Sunday, September 6, 2009

Daniel's Proposal

I was born in Cobble Hill, Brooklyn in 1984. As I grew up, the neighborhood changed quite dramatically. My parents were the first crop of young professionals that began to move there in the 70s, turning what used to be fairly straightforward old world neighborhood into a yuppie wonderland. The area in which the change is most visibly apparent now- 30 years later- is near Atlantic Avenue and Court St. What used to be a string of porno theatres is now the UA movie theatre and a Barnes and Noble. What used to house the neighborhood nursery school is now a three story Duane Reade. What used to be an enormous and variously sketchy parking garage is now a sleek and expensive apartment complex, called Court House. However a block away from Court House, the other Brooklyn remains. Down the street, quite literally in its shadow, there still stands an enormous prison: The Brooklyn House of Detention. The two buildings are arranged so that the top penthouse apartment of the Court House looks down on the exercise yard of The Brooklyn House of Detention. This is the setting for my play The Heartless Giant of Atlantic Avenue- the penthouse apartment of Court House and the exercise yard of the Brooklyn House of Detention.


The play would be very loosely based on the Grimm fairy tale, “The Heartless Giant”, and would follow the story of Leo, the awkward child of two young professionals who have only recently moved into their new penthouse in Court House in Cobble Hill. While left alone one Sunday afternoon, Leo goes out onto the terrace- the terrace that is always locked and that Leo has been expressly told never to go out on- and sees the prisoners exercising in the exercise yard. There he befriends an old prisoner, a child murderer, who tore his own heart out his chest and buried it far away in order to be able to endure the hardship of life. Leo refuses to believe that any life can be so horrible as to not want to feel, and vows to get back the prisoner’s heart. Every day he goes to the prisoner, and asks him to him where in Brooklyn he has hid his stolen heart, and every day the prisoner tells Leo. But every day that Leo looks for the place that the prisoner has told him, he finds that the place the prisoner’s told him of is gone- redeveloped, redone, remodeled. Through his travels, he meets people from all across Brooklyn who help him find the heart- Hassidic Jews, French-speaking Columbian immigrants, The Mafia’s mothers they keep in Carroll Gardens, and even the President of Brooklyn himself. The play would be a mythic fable about the gentrification of Brooklyn and about Brooklyn itself- the myriad cultures present within it, the marginalization of said cultures, the nature of belonging to a community and the tendency to idealize the past.

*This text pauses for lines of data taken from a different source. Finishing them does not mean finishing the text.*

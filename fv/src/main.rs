//! forcevolume - keep an audio endpoint pinned to a target volume
//!
//! CLI entry point: loads configuration, opens the device, and runs the
//! enforcement loop alongside the optional control server.

use std::sync::Arc;

use clap::Parser;
use colored::Colorize;
use eyre::{Context, Result};
use tracing::{debug, info, warn};

use forcevolume::cli::{Cli, Command};
use forcevolume::config::Config;
use forcevolume::control::{self, AppState, Hub};
use forcevolume::device;
use forcevolume::enforcer::Enforcer;

fn setup_logging(cli_log_level: Option<&str>, config_log_level: Option<&str>) -> Result<()> {
    // Note: Can't log params here since logging isn't initialized yet
    // Determine log level with priority: CLI --log-level > config file > default (INFO)
    let level_str = cli_log_level.or(config_log_level);
    let level = if let Some(s) = level_str {
        match s.to_uppercase().as_str() {
            "TRACE" => tracing::Level::TRACE,
            "DEBUG" => tracing::Level::DEBUG,
            "INFO" => tracing::Level::INFO,
            "WARN" | "WARNING" => tracing::Level::WARN,
            "ERROR" => tracing::Level::ERROR,
            _ => {
                eprintln!("Warning: Unknown log-level '{}', defaulting to INFO", s);
                tracing::Level::INFO
            }
        }
    } else {
        tracing::Level::INFO
    };

    tracing_subscriber::fmt()
        .with_writer(std::io::stderr)
        .with_env_filter(tracing_subscriber::EnvFilter::from_default_env().add_directive(level.into()))
        .try_init()
        .map_err(|e| eyre::eyre!("Failed to install subscriber: {}", e))?;

    info!("Logging initialized (level: {:?})", level);
    Ok(())
}

#[tokio::main]
async fn main() -> Result<()> {
    let cli = Cli::parse();

    // Load log level from config file early (before full config load)
    let config_log_level = Config::load_log_level(cli.config.as_ref());

    // Setup logging with priority: CLI > config > INFO default
    setup_logging(cli.log_level.as_deref(), config_log_level.as_deref()).context("Failed to setup logging")?;

    let mut config = Config::load(cli.config.as_ref()).context("Failed to load configuration")?;
    cli.apply_overrides(&mut config);

    debug!(command = ?cli.command, "main: dispatching command");
    match cli.command.unwrap_or(Command::Run) {
        Command::Run => cmd_run(&config).await,
        Command::Probe => cmd_probe(&config).await,
    }
}

/// Enforce the target volume until SIGINT/SIGTERM
async fn cmd_run(config: &Config) -> Result<()> {
    debug!("cmd_run: called");
    // Validate before touching the device so bad flags fail fast
    let shared = Arc::new(config.shared_config()?);

    let device = device::open(&config.device)
        .await
        .context("Failed to open audio device")?;

    let enforcer_handle = tokio::spawn(Enforcer::new(device.clone(), shared.clone()).run());

    let mut server = None;
    if let Some(addr) = config.control.bind_address() {
        debug!(%addr, "cmd_run: starting control channel");
        let hub = Hub::new(config.control.clone(), shared.clone());
        let hub_handle = hub.handle();
        let hub_task = tokio::spawn(hub.run());

        let page = control::render_page(device.name())?;
        let listener = control::bind(&addr).await?;
        let state = AppState {
            hub: hub_handle.clone(),
            shared: shared.clone(),
            page: Arc::from(page),
        };
        let serve_task = tokio::spawn(async move {
            if let Err(e) = control::serve(listener, state).await {
                tracing::error!(error = %e, "Control server failed");
            }
        });
        server = Some((hub_handle, hub_task, serve_task));
    } else {
        info!("Control channel disabled");
    }

    wait_for_shutdown().await?;
    info!("Shutting down...");

    if let Some((hub_handle, hub_task, serve_task)) = server {
        serve_task.abort();
        if let Err(e) = hub_handle.shutdown().await {
            warn!(error = %e, "Hub already stopped");
        }
        let _ = hub_task.await;
    }
    enforcer_handle.abort();
    device.close().await;

    debug!("cmd_run: shutdown complete");
    Ok(())
}

/// Open the device and report its name and level
async fn cmd_probe(config: &Config) -> Result<()> {
    debug!("cmd_probe: called");
    let device = device::open(&config.device)
        .await
        .context("Failed to open audio device")?;
    let level = device.get_volume().await.context("Failed to read device volume")?;

    println!("{} {}", "Device:".bold(), device.name().cyan());
    println!("{} {:.2}%", "Volume:".bold(), level * 100.0);
    println!("{} {}", "Backend:".bold(), config.device.backend);

    device.close().await;
    Ok(())
}

async fn wait_for_shutdown() -> Result<()> {
    #[cfg(unix)]
    {
        use tokio::signal::unix::{SignalKind, signal};

        let mut sigint = signal(SignalKind::interrupt())?;
        let mut sigterm = signal(SignalKind::terminate())?;

        tokio::select! {
            _ = sigint.recv() => debug!("wait_for_shutdown: SIGINT received"),
            _ = sigterm.recv() => debug!("wait_for_shutdown: SIGTERM received"),
        }
    }

    #[cfg(not(unix))]
    {
        tokio::signal::ctrl_c().await?;
        debug!("wait_for_shutdown: ctrl_c received");
    }

    Ok(())
}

This project would be ideally developed in conjunction with an ensemble with a passionate interest in the themes and topics covered within the piece- whether it be gentrification, Brooklyn and/or fairy tales and contemporary mythology. I feel strongly that an ensemble with their own experiences and aesthetic in any/all of these areas would be a vital part of shaping the nature of this piece.